If it's found in five years of full funding that an enzyme can be engineered from something found in nature to work in mice with side effects tempered enough to allow administration once every year or so, then the evolutionary arguments of side effects presented by Steve Austad, the Buck Institute, et al. can be called more into question for the other ENS strategies as well.

Forcing the skeptic to address specifics is, as I understand it, how many scientists ended up backing off the Technology Review challenge: they had to learn the specifics before writing anything, which forced them to finally learn some SENS.

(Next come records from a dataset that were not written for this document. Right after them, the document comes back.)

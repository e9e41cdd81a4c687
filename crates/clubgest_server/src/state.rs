//! Shared server state: the single SQLite connection and request limits.
//!
//! # Invariants
//! - The connection is only touched on blocking threads, never on async
//!   workers, and the mutex is never held across an await point.
//! - `close` is the only way the connection is torn down explicitly.

use crate::error::ApiError;
use clubgest_core::db::{close_db, DbError};
use rusqlite::Connection;
use std::error::Error;
use std::fmt::{Display, Formatter};
use std::sync::{Arc, Mutex};
use std::time::Duration;

#[derive(Debug)]
pub enum StateError {
    /// Another handle still references the connection.
    StillShared,
    Poisoned,
    Db(DbError),
}

impl Display for StateError {
    fn fmt(&self, f: &mut Formatter<'_>) -> std::fmt::Result {
        match self {
            Self::StillShared => write!(f, "database connection is still in use"),
            Self::Poisoned => write!(f, "database connection mutex is poisoned"),
            Self::Db(err) => write!(f, "{err}"),
        }
    }
}

impl Error for StateError {
    fn source(&self) -> Option<&(dyn Error + 'static)> {
        match self {
            Self::Db(err) => Some(err),
            _ => None,
        }
    }
}

impl From<DbError> for StateError {
    fn from(value: DbError) -> Self {
        Self::Db(value)
    }
}

const IDLE_POLL_INTERVAL: Duration = Duration::from_millis(20);

struct StateInner {
    conn: Mutex<Connection>,
    request_timeout: Duration,
}

/// Cheaply clonable handle shared by every connection task.
#[derive(Clone)]
pub struct AppState {
    inner: Arc<StateInner>,
}

impl AppState {
    pub fn new(conn: Connection, request_timeout: Duration) -> Self {
        Self {
            inner: Arc::new(StateInner {
                conn: Mutex::new(conn),
                request_timeout,
            }),
        }
    }

    pub fn request_timeout(&self) -> Duration {
        self.inner.request_timeout
    }

    /// Runs `op` against the connection on the blocking thread pool.
    pub async fn with_connection<T, F>(&self, op: F) -> Result<T, ApiError>
    where
        F: FnOnce(&Connection) -> Result<T, ApiError> + Send + 'static,
        T: Send + 'static,
    {
        let inner = Arc::clone(&self.inner);
        tokio::task::spawn_blocking(move || {
            let conn = inner
                .conn
                .lock()
                .map_err(|_| ApiError::Internal("database connection mutex is poisoned".into()))?;
            op(&conn)
        })
        .await
        .map_err(|err| ApiError::Internal(format!("storage task failed: {err}")))?
    }

    /// Waits up to `grace` for storage tasks that outlived their request
    /// (deadline exceeded) to release the connection, then closes it.
    pub async fn close_when_idle(self, grace: Duration) -> Result<(), StateError> {
        let deadline = tokio::time::Instant::now() + grace;
        while Arc::strong_count(&self.inner) > 1 && tokio::time::Instant::now() < deadline {
            tokio::time::sleep(IDLE_POLL_INTERVAL).await;
        }
        self.close()
    }

    /// Closes the connection once every other handle is gone.
    pub fn close(self) -> Result<(), StateError> {
        let inner = Arc::try_unwrap(self.inner).map_err(|_| StateError::StillShared)?;
        let conn = inner.conn.into_inner().map_err(|_| StateError::Poisoned)?;
        close_db(conn)?;
        Ok(())
    }
}
//! Path matching for the HTTP surface.
//!
//! Every route is reachable both at its bare path and under `/api`. Path ids
//! are captured as raw text; handlers turn them into validated ids so a
//! malformed id answers 400 instead of 404.

use once_cell::sync::Lazy;
use regex::Regex;

static ROUTE_TABLE: Lazy<Vec<(Regex, RouteKind)>> = Lazy::new(|| {
    [
        (r"^/status$", RouteKind::Status),
        (r"^/players$", RouteKind::Players),
        (r"^/players/([^/]+)$", RouteKind::Player),
        (r"^/sessions$", RouteKind::Sessions),
        (r"^/sessions/([^/]+)$", RouteKind::Session),
        (r"^/sessions/([^/]+)/active$", RouteKind::SessionActive),
        (r"^/attendance$", RouteKind::Attendance),
        (r"^/attendance/session/([^/]+)$", RouteKind::AttendanceBySession),
        (r"^/attendance/player/([^/]+)/stats$", RouteKind::AttendanceStats),
        (r"^/attendance/player/([^/]+)$", RouteKind::AttendanceByPlayer),
        (r"^/attendance/([^/]+)/([^/]+)$", RouteKind::AttendancePair),
    ]
    .into_iter()
    .map(|(pattern, kind)| (Regex::new(pattern).expect("valid route regex"), kind))
    .collect()
});

#[derive(Debug, Clone, Copy)]
enum RouteKind {
    Status,
    Players,
    Player,
    Sessions,
    Session,
    SessionActive,
    Attendance,
    AttendanceBySession,
    AttendanceByPlayer,
    AttendanceStats,
    AttendancePair,
}

/// A matched route with its raw path parameters.
#[derive(Debug, Clone, PartialEq, Eq)]
pub enum Route {
    Status,
    Players,
    Player(String),
    Sessions,
    Session(String),
    SessionActive(String),
    Attendance,
    AttendanceBySession(String),
    AttendanceByPlayer(String),
    AttendanceStats(String),
    AttendancePair { player: String, session: String },
}

pub fn match_route(path: &str) -> Option<Route> {
    let path = normalize(path);
    ROUTE_TABLE.iter().find_map(|(regex, kind)| {
        let captures = regex.captures(path)?;
        let param = |index: usize| {
            captures
                .get(index)
                .map(|found| found.as_str().to_string())
                .unwrap_or_default()
        };
        Some(match kind {
            RouteKind::Status => Route::Status,
            RouteKind::Players => Route::Players,
            RouteKind::Player => Route::Player(param(1)),
            RouteKind::Sessions => Route::Sessions,
            RouteKind::Session => Route::Session(param(1)),
            RouteKind::SessionActive => Route::SessionActive(param(1)),
            RouteKind::Attendance => Route::Attendance,
            RouteKind::AttendanceBySession => Route::AttendanceBySession(param(1)),
            RouteKind::AttendanceByPlayer => Route::AttendanceByPlayer(param(1)),
            RouteKind::AttendanceStats => Route::AttendanceStats(param(1)),
            RouteKind::AttendancePair => Route::AttendancePair {
                player: param(1),
                session: param(2),
            },
        })
    })
}

fn normalize(path: &str) -> &str {
    let path = match path.strip_prefix("/api") {
        Some(rest) if rest.is_empty() || rest.starts_with('/') => rest,
        _ => path,
    };
    if path.len() > 1 {
        path.strip_suffix('/').unwrap_or(path)
    } else {
        path
    }
}

#[cfg(test)]
mod tests {
    use super::*;

    #[test]
    fn attendance_routes_match_with_and_without_prefix() {
        for prefix in ["", "/api"] {
            assert_eq!(
                match_route(&format!("{prefix}/attendance")),
                Some(Route::Attendance)
            );
            assert_eq!(
                match_route(&format!("{prefix}/attendance/session/4")),
                Some(Route::AttendanceBySession("4".into()))
            );
            assert_eq!(
                match_route(&format!("{prefix}/attendance/player/7")),
                Some(Route::AttendanceByPlayer("7".into()))
            );
            assert_eq!(
                match_route(&format!("{prefix}/attendance/player/7/stats")),
                Some(Route::AttendanceStats("7".into()))
            );
            assert_eq!(
                match_route(&format!("{prefix}/attendance/3/9")),
                Some(Route::AttendancePair {
                    player: "3".into(),
                    session: "9".into()
                })
            );
        }
    }

    #[test]
    fn trailing_slash_is_ignored() {
        assert_eq!(match_route("/players/"), Some(Route::Players));
        assert_eq!(match_route("/api/status/"), Some(Route::Status));
    }

    #[test]
    fn unknown_paths_do_not_match() {
        assert_eq!(match_route("/"), None);
        assert_eq!(match_route("/apiplayers"), None);
        assert_eq!(match_route("/attendance/1/2/3"), None);
        assert_eq!(match_route("/api/api/players"), None);
    }

    #[test]
    fn session_active_flag_has_its_own_route() {
        assert_eq!(
            match_route("/api/sessions/12/active"),
            Some(Route::SessionActive("12".into()))
        );
        assert_eq!(match_route("/sessions/12"), Some(Route::Session("12".into())));
    }

    #[test]
    fn raw_ids_are_kept_for_validation() {
        assert_eq!(
            match_route("/players/abc"),
            Some(Route::Player("abc".into()))
        );
    }
}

This "specifics" approach could be extended to the question of overpopulation. I don't see how the issue could meaningfully be raised without specifying what scenario you mean. Industrialized nations? China? India? Sub-Saharan Africa? The Pope is lecturing European Catholics to have more children, that their allowing their birth rate to fall below subsistence level is shamefully individualistic. Putin is offering major bucks to women who have a second child, to reverse his country's declining birth rate. Third-world birth rates are dropping as child mortality drops. "The Population Bomb" made everyone from the '60's onward afraid of overpopulation, but its predictions didn't come to fruition because it didn't consider that birth rate is not fixed: it responds to economic conditions. The birth rate is high in Sub-Saharan Africa because parents hope that SOMEone will survive long enough to till the farm when they are too old to: what outsiders view as overpopulation is actually a response to the high death rate, not a population explosion. Will SENS help to counter this drop in birth rates and save small communities from dying across the world? Maybe. Maybe not in time. If an environmentalist claimed that more people would mean ensuring the devastation of global warming, I'd respond that therapeutic medicine is leading to a more aged population anyway. SENS could replace more expensive, therapeutic medicine with cheaper, preventative medicine, while replacing a growing impaired population of elderly with robust elderly, freeing up much capital and making the cost of environmental technology easier to stomach. Besides, dire global warming consequences are predicted before a population boom from SENS would result (assuming seas rise 5' by 2050 and assuming it takes SENS 10 years to get up to full funding of $100M/yr).